Exercise brief: Within the records below, find each line that holds the string "body", then copy it.
--- Exercise input ---
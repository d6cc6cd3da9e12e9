//! Plain-text message transcripts for purge reports and closed tickets

use chrono::{DateTime, Utc};
use poise::serenity_prelude::Message;

/// Longest message snippet kept per line
const SNIPPET_LEN: usize = 150;

/// One message as it appears in a transcript
#[derive(Debug, Clone, PartialEq, Eq)]
pub struct TranscriptLine {
    pub author: String,
    pub at: DateTime<Utc>,
    pub content: String,
    pub attachments: usize,
}

impl TranscriptLine {
    #[must_use]
    pub fn from_message(message: &Message) -> Self {
        Self {
            author: message.author.name.clone(),
            at: DateTime::from_timestamp(message.timestamp.unix_timestamp(), 0).unwrap_or_default(),
            content: message.content.clone(),
            attachments: message.attachments.len(),
        }
    }

    fn render(&self) -> String {
        let mut snippet: String = self.content.replace('`', "'");
        if snippet.chars().count() > SNIPPET_LEN {
            snippet = snippet.chars().take(SNIPPET_LEN - 3).collect();
            snippet.push_str("...");
        }
        let mut parts = Vec::new();
        if !snippet.is_empty() {
            parts.push(snippet);
        }
        if self.attachments > 0 {
            parts.push(format!("[attachments: {}]", self.attachments));
        }
        let body = if parts.is_empty() {
            "[no content]".to_string()
        } else {
            parts.join(" ")
        };
        format!("{} {} UTC: {body}", self.author, self.at.format("%Y-%m-%d %H:%M:%S"))
    }
}

/// Render `lines` oldest first, one message per line
#[must_use]
pub fn render(lines: &[TranscriptLine]) -> String {
    let mut ordered: Vec<&TranscriptLine> = lines.iter().collect();
    ordered.sort_by_key(|line| line.at);
    ordered
        .into_iter()
        .map(TranscriptLine::render)
        .collect::<Vec<_>>()
        .join("\n")
}

#[cfg(test)]
mod tests {
    use super::*;

    fn line(author: &str, secs: i64, content: &str, attachments: usize) -> TranscriptLine {
        TranscriptLine {
            author: author.to_string(),
            at: DateTime::from_timestamp(secs, 0).unwrap(),
            content: content.to_string(),
            attachments,
        }
    }

    #[test]
    fn test_render_orders_oldest_first() {
        let text = render(&[line("bob", 60, "second", 0), line("alice", 0, "first", 0)]);
        assert_eq!(
            text,
            "alice 1970-01-01 00:00:00 UTC: first\nbob 1970-01-01 00:01:00 UTC: second"
        );
    }

    #[test]
    fn test_render_snippets() {
        let long = "x".repeat(200);
        let text = render(&[line("a", 0, &long, 0)]);
        assert!(text.ends_with(&format!("{}...", "x".repeat(147))));

        assert_eq!(
            render(&[line("a", 0, "see `code`", 2)]),
            "a 1970-01-01 00:00:00 UTC: see 'code' [attachments: 2]"
        );
        assert_eq!(
            render(&[line("a", 0, "", 0)]),
            "a 1970-01-01 00:00:00 UTC: [no content]"
        );
    }

    #[test]
    fn test_render_empty() {
        assert_eq!(render(&[]), "");
    }
}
---
Exercise solution:
        let body = if parts.is_empty() {
        format!("{} {} UTC: {body}", self.author, self.at.format("%Y-%m-%d %H:%M:%S"))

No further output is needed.